HULFT Squareの開発スケジュール

 HULFT Squareの開発は、上の図のスケジュールで進みました。今回は、2020年8月のプロジェクト開始から2021年12月のPoC(Proof of Concept)開始までについてお話しします。

サービスはAWS Fargateで構築

 HULFT Squareはマイクロサービスアーキテクチャを採用しており、「AWS Fargate(Amazon EKS on Fargate)」で動作しています。

 マイクロサービスアーキテクチャを採用した理由は、弊社の別サービスである「DataSpider Cloud」との差別化です。DataSpider Cloudでは顧客ごとに個別のインスタンスを構築しています。このためバージョンアップの際は、顧客の規模にかかわらず、調整した上で全停止が必要です。顧客要望に沿いやすいというメリットはあるものの、サービス更新の速度はどうしても低下します。

 HULFT Squareでは、顧客への業務影響を極小化しながら迅速なアップデートを実施することを目指しました。その答えの一つが、マイクロサービスアーキテクチャの採用でした。

 社内での経験者が多いAWSを基盤としつつ、ベンダーロックインを極力避け、後のマルチクラウド展開を見据えてKubernetesのマネージドサービスである「Amazon EKS」を採用しました。サービスの検討に当たっては「AWS Well-Architected Review」を実施し、ネットワークの複雑さを回避するため「AWS Transit Gateway」、そしてKubernetes基盤の運用負荷軽減のためAWS Fargateを採用しています。

 HULFT SquareではAWSのマルチアカウント管理を行っています。顧客にご契約いただいた際、その顧客専用の新しいAWSアカウントをプロビジョニングします。顧客はHULFT SquareのWebコンソールを通じて専用のAWSアカウント上にリソースを構築することができます。セルフサービスでリソースを作成していただくことで、スモールスタートが可能です。

 ここにおいてもFargateを採用するメリットがありました。「Amazon EC2」を基盤とする場合、顧客ごとに複数台構築する必要があり、またそのサイジングは困難です。FargateはEC2と比較して割高ですが、スモールスタートを実現したいHULFT Squareの思想とマッチしていたといえます。

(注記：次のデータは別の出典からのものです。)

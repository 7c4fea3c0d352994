//! Tracing setup for Sortbox.
//!
//! The configured level applies to Sortbox itself and to the HTTP request
//! spans from `tower_http`; every other crate logs warnings only. Setting
//! `RUST_LOG` replaces these defaults entirely.

use std::fs::{self, File};
use std::path::Path;
use std::sync::Arc;

use tracing_subscriber::filter::LevelFilter;
use tracing_subscriber::fmt::writer::MakeWriterExt;
use tracing_subscriber::prelude::*;
use tracing_subscriber::EnvFilter;

use crate::config::LoggingConfig;
use crate::{Result, SortboxError};

/// Targets that follow the configured level.
const APP_TARGETS: &[&str] = &[env!("CARGO_CRATE_NAME"), "tower_http"];

/// Map a configured level name to a filter. Unknown names mean `info`.
fn level_filter(level: &str) -> LevelFilter {
    match level.trim().to_ascii_lowercase().as_str() {
        "off" | "none" => LevelFilter::OFF,
        "trace" => LevelFilter::TRACE,
        "debug" => LevelFilter::DEBUG,
        "warn" | "warning" => LevelFilter::WARN,
        "error" => LevelFilter::ERROR,
        _ => LevelFilter::INFO,
    }
}

/// Default filter directives for `level`, e.g. `sortbox=debug,tower_http=debug,warn`.
fn default_directives(level: &str) -> String {
    let level = level_filter(level);
    let mut directives: Vec<String> = APP_TARGETS
        .iter()
        .map(|target| format!("{target}={level}"))
        .collect();
    directives.push(LevelFilter::WARN.min(level).to_string());
    directives.join(",")
}

fn build_filter(level: &str) -> EnvFilter {
    EnvFilter::try_from_default_env()
        .unwrap_or_else(|_| EnvFilter::new(default_directives(level)))
}

/// Open `path` for appending, creating missing parent directories.
fn open_log_file(path: &Path) -> Result<File> {
    if let Some(parent) = path.parent().filter(|p| !p.as_os_str().is_empty()) {
        fs::create_dir_all(parent)?;
    }
    Ok(File::options().create(true).append(true).open(path)?)
}

/// Install the global subscriber: stdout plus the configured log file.
pub fn init(config: &LoggingConfig) -> Result<()> {
    let log_file = open_log_file(Path::new(&config.file))?;
    let writer = std::io::stdout.and(Arc::new(log_file));

    tracing_subscriber::registry()
        .with(
            tracing_subscriber::fmt::layer()
                .with_writer(writer)
                .with_ansi(false),
        )
        .with(build_filter(&config.level))
        .try_init()
        .map_err(|e| SortboxError::Config(e.to_string()))?;

    tracing::debug!(file = %config.file, "Logging to file");
    Ok(())
}

/// Install a stdout-only subscriber, used when the log file cannot be opened.
pub fn init_console_only(level: &str) {
    let _ = tracing_subscriber::registry()
        .with(tracing_subscriber::fmt::layer())
        .with(build_filter(level))
        .try_init();
}
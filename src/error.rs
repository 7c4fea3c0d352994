//! Error types for Sortbox.

use thiserror::Error;

/// Common error type for Sortbox.
#[derive(Error, Debug)]
pub enum SortboxError {
    /// I/O error.
    ///
    /// Permission problems, a full disk or a failed move all end up here.
    #[error("I/O error: {0}")]
    Io(#[from] std::io::Error),

    /// Validation error for user input.
    #[error("validation error: {0}")]
    Validation(String),

    /// Resource not found.
    #[error("{0} not found")]
    NotFound(String),

    /// Configuration error.
    #[error("configuration error: {0}")]
    Config(String),
}

/// Result type alias for Sortbox operations.
pub type Result<T> = std::result::Result<T, SortboxError>;

#[cfg(test)]
mod tests {
    use super::*;

    #[test]
    fn test_validation_error_display() {
        let err = SortboxError::Validation("file name is empty".to_string());
        assert_eq!(err.to_string(), "validation error: file name is empty");
    }

    #[test]
    fn test_not_found_error_display() {
        let err = SortboxError::NotFound("File: report.pdf".to_string());
        assert_eq!(err.to_string(), "File: report.pdf not found");
    }

    #[test]
    fn test_config_error_display() {
        let err = SortboxError::Config("upload_dir is empty".to_string());
        assert_eq!(err.to_string(), "configuration error: upload_dir is empty");
    }

    #[test]
    fn test_io_error_conversion() {
        let io_err = std::io::Error::new(std::io::ErrorKind::PermissionDenied, "access denied");
        let err: SortboxError = io_err.into();
        assert!(matches!(err, SortboxError::Io(_)));
        assert!(err.to_string().contains("access denied"));
    }
}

 マイクロサービスアーキテクチャも最初からうまくいっていたわけではありません。当初は「full-service」という1つの大きなPodを動かしていました。これをプロジェクトのリプランを通じて1つずつ分けていきました。現在は20弱のサービスが相互に連携して動作しています。

開発段階から運用担当者が参画

 HULFT Squareでは、運用担当者も開発プロジェクトのメンバーとして参画しました。本サービスの安定稼働のために必要なことは何か、これまでの運用経験をもとに要件を策定し、日々の運用内容についても設計するためです。そのために必要な機能は、開発担当者と交渉して実装の優先度を高めてもらいました。2022年の3月まではこうした取り組みを進め、4月から7月までの間で、実際に手を動かす運用担当者への引き継ぎを行い、7月からの先行本番利用開始に備えました。

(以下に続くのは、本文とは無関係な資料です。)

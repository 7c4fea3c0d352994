//! File storage for Sortbox.
//!
//! Two sibling roots live on disk:
//! ```text
//! {upload_dir}/              flat, freshly uploaded files
//! ├── report.pdf
//! └── report(1).pdf
//! {organized_dir}/           one folder per category
//! ├── images/
//! │   └── a.jpg
//! └── no_extension/
//!     └── c
//! ```
//! Nothing else is persisted. Category membership is recomputed from the
//! extension on every organize run.

use std::fs;
use std::io;
use std::path::{Path, PathBuf};

use serde::Serialize;

use super::category::classify;
use super::listing::{list_categories, list_files, CategorySummary, StoredFile};
use super::name::{secure_filename, validate_stored_name};
use super::placer::Placer;
use crate::{Result, SortboxError};

/// A file moved out of the upload root by an organize run.
#[derive(Debug, Clone, PartialEq, Eq, Serialize)]
pub struct MovedFile {
    /// Name the file had in the upload root.
    pub name: String,
    /// Category it was sorted into.
    pub category: String,
    /// Name it received inside the category folder.
    pub destination: String,
}

/// A file an organize run could not move.
#[derive(Debug, Clone, PartialEq, Eq, Serialize)]
pub struct OrganizeFailure {
    /// Name of the file in the upload root.
    pub name: String,
    /// Why it was left behind.
    pub reason: String,
}

/// Outcome of an organize run.
///
/// Runs continue past individual failures; files already moved stay moved.
#[derive(Debug, Clone, Default, PartialEq, Eq, Serialize)]
pub struct OrganizeReport {
    /// Files moved, in processing order.
    pub moved: Vec<MovedFile>,
    /// Files left in place.
    pub failed: Vec<OrganizeFailure>,
}

impl OrganizeReport {
    /// Number of files moved.
    pub fn moved_count(&self) -> usize {
        self.moved.len()
    }

    /// Whether every file was moved.
    pub fn is_complete(&self) -> bool {
        self.failed.is_empty()
    }
}

/// File storage service owning the upload and organized roots.
#[derive(Debug)]
pub struct FileStorage {
    /// Directory for fresh uploads.
    upload_dir: PathBuf,
    /// Directory for category folders.
    organized_dir: PathBuf,
    /// Serializes placements per destination directory.
    placer: Placer,
}

impl FileStorage {
    /// Create a new FileStorage over the given roots.
    ///
    /// Both directories are created if they don't exist.
    pub fn new(upload_dir: impl Into<PathBuf>, organized_dir: impl Into<PathBuf>) -> Result<Self> {
        let upload_dir = upload_dir.into();
        let organized_dir = organized_dir.into();
        fs::create_dir_all(&upload_dir)?;
        fs::create_dir_all(&organized_dir)?;

        Ok(Self {
            upload_dir,
            organized_dir,
            placer: Placer::new(),
        })
    }

    /// Get the upload root.
    pub fn upload_dir(&self) -> &Path {
        &self.upload_dir
    }

    /// Get the organized root.
    pub fn organized_dir(&self) -> &Path {
        &self.organized_dir
    }

    /// Save uploaded content under a sanitized version of `original_name`.
    ///
    /// An existing upload with the same name is never replaced; the new file
    /// gets a disambiguated name instead. Returns the stored file.
    pub fn save_upload(&self, original_name: &str, content: &[u8]) -> Result<StoredFile> {
        let name = secure_filename(original_name)
            .ok_or_else(|| SortboxError::Validation("No file selected".to_string()))?;

        let path = self.placer.save_new(&self.upload_dir, &name, content)?;
        let stored = stored_file_at(&path)?;

        tracing::info!(
            original = original_name,
            stored = %stored.name,
            size = stored.size_bytes,
            "File uploaded"
        );
        Ok(stored)
    }

    /// List files in the upload root.
    pub fn list_uploads(&self) -> Result<Vec<StoredFile>> {
        list_files(&self.upload_dir)
    }

    /// List category folders and their files.
    pub fn list_organized(&self) -> Result<Vec<CategorySummary>> {
        list_categories(&self.organized_dir)
    }

    /// Get the path of an upload, checking that it names a regular file.
    pub fn upload_path(&self, name: &str) -> Result<PathBuf> {
        validate_stored_name(name)?;
        let path = self.upload_dir.join(name);

        match fs::metadata(&path) {
            Ok(m) if m.is_file() => Ok(path),
            Ok(_) => Err(SortboxError::NotFound(format!("File: {name}"))),
            Err(e) if e.kind() == io::ErrorKind::NotFound => {
                Err(SortboxError::NotFound(format!("File: {name}")))
            }
            Err(e) => Err(e.into()),
        }
    }

    /// Load the content of an upload.
    pub fn load(&self, name: &str) -> Result<Vec<u8>> {
        let path = self.upload_path(name)?;

        match fs::read(&path) {
            Ok(content) => Ok(content),
            Err(e) if e.kind() == io::ErrorKind::NotFound => {
                Err(SortboxError::NotFound(format!("File: {name}")))
            }
            Err(e) => Err(e.into()),
        }
    }

    /// Delete an upload.
    pub fn delete(&self, name: &str) -> Result<()> {
        let path = self.upload_path(name)?;

        match fs::remove_file(&path) {
            Ok(()) => {
                tracing::info!(file = name, "File deleted");
                Ok(())
            }
            Err(e) if e.kind() == io::ErrorKind::NotFound => {
                Err(SortboxError::NotFound(format!("File: {name}")))
            }
            Err(e) => Err(e.into()),
        }
    }

    /// Sort every upload into its category folder.
    ///
    /// Failing files are recorded in the report and the run carries on.
    /// Only a failure to read the upload root aborts the run.
    pub fn organize_all(&self) -> Result<OrganizeReport> {
        let mut report = OrganizeReport::default();

        for file in list_files(&self.upload_dir)? {
            let category = classify(&file.name);
            match self.organize_one(&file.name, &category) {
                Ok(dest) => {
                    let destination = dest
                        .file_name()
                        .map(|n| n.to_string_lossy().into_owned())
                        .unwrap_or_else(|| file.name.clone());
                    tracing::info!(
                        file = %file.name,
                        category = %category,
                        destination = %destination,
                        "File organized"
                    );
                    report.moved.push(MovedFile {
                        name: file.name,
                        category,
                        destination,
                    });
                }
                Err(e) => {
                    tracing::warn!(
                        file = %file.name,
                        category = %category,
                        error = %e,
                        "Failed to organize file"
                    );
                    report.failed.push(OrganizeFailure {
                        name: file.name,
                        reason: e.to_string(),
                    });
                }
            }
        }

        tracing::info!(
            moved = report.moved_count(),
            failed = report.failed.len(),
            "Organize run finished"
        );
        Ok(report)
    }

    fn organize_one(&self, name: &str, category: &str) -> Result<PathBuf> {
        let category_dir = self.organized_dir.join(category);
        fs::create_dir_all(&category_dir)?;
        self.placer
            .move_into(&self.upload_dir.join(name), &category_dir, name)
    }
}

/// Describe the file at `path`.
fn stored_file_at(path: &Path) -> Result<StoredFile> {
    let metadata = fs::metadata(path)?;
    let name = path
        .file_name()
        .map(|n| n.to_string_lossy().into_owned())
        .unwrap_or_default();

    Ok(StoredFile {
        extension: super::category::extension_of(&name),
        size_bytes: metadata.len(),
        modified_at: metadata.modified().ok().map(Into::into),
        name,
    })
}

#[cfg(test)]
mod tests {
    use super::*;
    use tempfile::TempDir;

    fn setup_storage() -> (TempDir, FileStorage) {
        let temp_dir = TempDir::new().unwrap();
        let storage = FileStorage::new(
            temp_dir.path().join("uploads"),
            temp_dir.path().join("organized"),
        )
        .unwrap();
        (temp_dir, storage)
    }

    #[test]
    fn test_new_creates_directories() {
        let temp_dir = TempDir::new().unwrap();
        let uploads = temp_dir.path().join("app").join("uploads");
        let organized = temp_dir.path().join("app").join("organized");

        let storage = FileStorage::new(&uploads, &organized).unwrap();

        assert!(uploads.is_dir());
        assert!(organized.is_dir());
        assert_eq!(storage.upload_dir(), uploads);
        assert_eq!(storage.organized_dir(), organized);
    }

    #[test]
    fn test_save_upload_and_load() {
        let (_temp_dir, storage) = setup_storage();

        let stored = storage.save_upload("report.pdf", b"%PDF-1.7").unwrap();

        assert_eq!(stored.name, "report.pdf");
        assert_eq!(stored.size_bytes, 8);
        assert_eq!(stored.extension, "pdf");
        assert_eq!(storage.load("report.pdf").unwrap(), b"%PDF-1.7");
    }

    #[test]
    fn test_save_upload_disambiguates() {
        let (_temp_dir, storage) = setup_storage();

        storage.save_upload("report.pdf", b"first").unwrap();
        let second = storage.save_upload("report.pdf", b"second").unwrap();

        assert_eq!(second.name, "report(1).pdf");
        assert_eq!(storage.load("report.pdf").unwrap(), b"first");
        assert_eq!(storage.load("report(1).pdf").unwrap(), b"second");
    }

    #[test]
    fn test_save_upload_sanitizes_name() {
        let (_temp_dir, storage) = setup_storage();

        let stored = storage.save_upload("../../my notes.txt", b"x").unwrap();

        assert_eq!(stored.name, "my_notes.txt");
        assert!(storage.upload_dir().join("my_notes.txt").is_file());
    }

    #[test]
    fn test_save_upload_empty_name() {
        let (_temp_dir, storage) = setup_storage();

        let result = storage.save_upload("", b"x");

        assert!(matches!(result, Err(SortboxError::Validation(_))));
        assert!(storage.list_uploads().unwrap().is_empty());
    }

    #[test]
    fn test_binary_content() {
        let (_temp_dir, storage) = setup_storage();
        let content: Vec<u8> = (0..=255).collect();

        storage.save_upload("binary.bin", &content).unwrap();

        assert_eq!(storage.load("binary.bin").unwrap(), content);
    }

    #[test]
    fn test_load_not_found() {
        let (_temp_dir, storage) = setup_storage();

        let result = storage.load("nonexistent.txt");
        assert!(matches!(result, Err(SortboxError::NotFound(_))));
    }

    #[test]
    fn test_load_rejects_traversal() {
        let (temp_dir, storage) = setup_storage();
        fs::write(temp_dir.path().join("secret.txt"), b"secret").unwrap();

        let result = storage.load("../secret.txt");
        assert!(matches!(result, Err(SortboxError::Validation(_))));
    }

    #[test]
    fn test_delete_rejects_traversal() {
        let (temp_dir, storage) = setup_storage();
        let secret = temp_dir.path().join("secret.txt");
        fs::write(&secret, b"secret").unwrap();

        let result = storage.delete("../secret.txt");
        assert!(matches!(result, Err(SortboxError::Validation(_))));
        assert!(matches!(storage.delete(".."), Err(SortboxError::Validation(_))));
        assert!(secret.is_file());
    }

    #[test]
    fn test_delete() {
        let (_temp_dir, storage) = setup_storage();
        storage.save_upload("old.txt", b"bye").unwrap();

        storage.delete("old.txt").unwrap();

        assert!(!storage.upload_dir().join("old.txt").exists());
    }

    #[test]
    fn test_delete_not_found() {
        let (_temp_dir, storage) = setup_storage();

        let result = storage.delete("nonexistent.txt");
        assert!(matches!(result, Err(SortboxError::NotFound(_))));
    }

    #[test]
    fn test_delete_refuses_directories() {
        let (_temp_dir, storage) = setup_storage();
        fs::create_dir(storage.upload_dir().join("folder")).unwrap();

        let result = storage.delete("folder");

        assert!(matches!(result, Err(SortboxError::NotFound(_))));
        assert!(storage.upload_dir().join("folder").is_dir());
    }

    #[test]
    fn test_organize_empty_upload_dir() {
        let (_temp_dir, storage) = setup_storage();

        let report = storage.organize_all().unwrap();

        assert_eq!(report.moved_count(), 0);
        assert!(report.is_complete());
        assert_eq!(fs::read_dir(storage.organized_dir()).unwrap().count(), 0);
    }

    #[test]
    fn test_organize_sorts_by_category() {
        let (_temp_dir, storage) = setup_storage();
        storage.save_upload("a.jpg", b"img").unwrap();
        storage.save_upload("b.unknownext", b"?").unwrap();
        storage.save_upload("c", b"plain").unwrap();

        let report = storage.organize_all().unwrap();

        assert_eq!(report.moved_count(), 3);
        let organized = storage.organized_dir();
        assert!(organized.join("images").join("a.jpg").is_file());
        assert!(organized.join("unknownext").join("b.unknownext").is_file());
        assert!(organized.join("no_extension").join("c").is_file());
        assert!(storage.list_uploads().unwrap().is_empty());
    }

    #[test]
    fn test_organize_leaves_subdirectories_alone() {
        let (_temp_dir, storage) = setup_storage();
        fs::create_dir(storage.upload_dir().join("keep")).unwrap();

        let report = storage.organize_all().unwrap();

        assert_eq!(report.moved_count(), 0);
        assert!(storage.upload_dir().join("keep").is_dir());
    }

    #[test]
    fn test_organize_continues_after_failure() {
        let (_temp_dir, storage) = setup_storage();
        // A plain file where the category folder should go
        fs::write(storage.organized_dir().join("images"), b"in the way").unwrap();
        storage.save_upload("a.jpg", b"img").unwrap();
        storage.save_upload("b.pdf", b"pdf").unwrap();

        let report = storage.organize_all().unwrap();

        assert_eq!(report.moved_count(), 1);
        assert_eq!(report.moved[0].name, "b.pdf");
        assert_eq!(report.failed.len(), 1);
        assert_eq!(report.failed[0].name, "a.jpg");
        assert!(storage.upload_dir().join("a.jpg").is_file());
        assert!(storage.organized_dir().join("pdfs").join("b.pdf").is_file());
    }

    #[test]
    fn test_list_organized() {
        let (_temp_dir, storage) = setup_storage();
        storage.save_upload("a.jpg", b"img").unwrap();
        storage.organize_all().unwrap();

        let categories = storage.list_organized().unwrap();

        assert_eq!(categories.len(), 1);
        assert_eq!(categories[0].name, "images");
        assert_eq!(categories[0].files[0].name, "a.jpg");
    }
}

 とはいえ、最初はまだ何も運用する対象がありません。そこで、まずは教科書通りに「システム運用に必要なことは何か」を整理することから始めました。例えばお客さまが契約した際のプロビジョニングを手動で実施していては提供が遅れてしまい、また運用担当者の負荷も計り知れません。顧客数が増えていっても、「地獄の運用」を残さないことを念頭に置いて活動しました。

 HULFT Squareは米国チームとの共同開発ということもあり、言語の壁や異なる価値観と向き合いながら議論を進める必要がありました。リリース後の定期的なアップデートや、お客さま数の増加によって運用に支障が出ないよう、必要な機能の開発・実装を申し入れるという役回りはとてもタフなものでした。詳しくは、当社CTO有馬の記事を参照ください。

 システムのプロトタイプができてくると、運用監視に着手しました。ここでもまずは教科書通りにインフラ観点での監視を導入しました。このサービスを使うときは、どのメトリクスをアラートの対象とすることが多いか、という観点で導入を進めたため、ユーザー視点での監視は不十分なものでした。外形監視でユーザーの操作に関する監視は一部組み込んだものの、しばらくはインシデントが発生するたびに、次に同じ事象が発生したらどのように気付けるかを考えることを繰り返し、監視設定を拡充しました。

 特に私たちが注力した「変更・リリース管理」や本項でも触れた運用監視については、また別の回でご紹介します。

おわりに

 連載初回では、HULFT Squareが形作られるまでの経緯を簡単にご紹介しました。次回からは実際に運用現場で直面したトラブル事象についてご紹介していきます。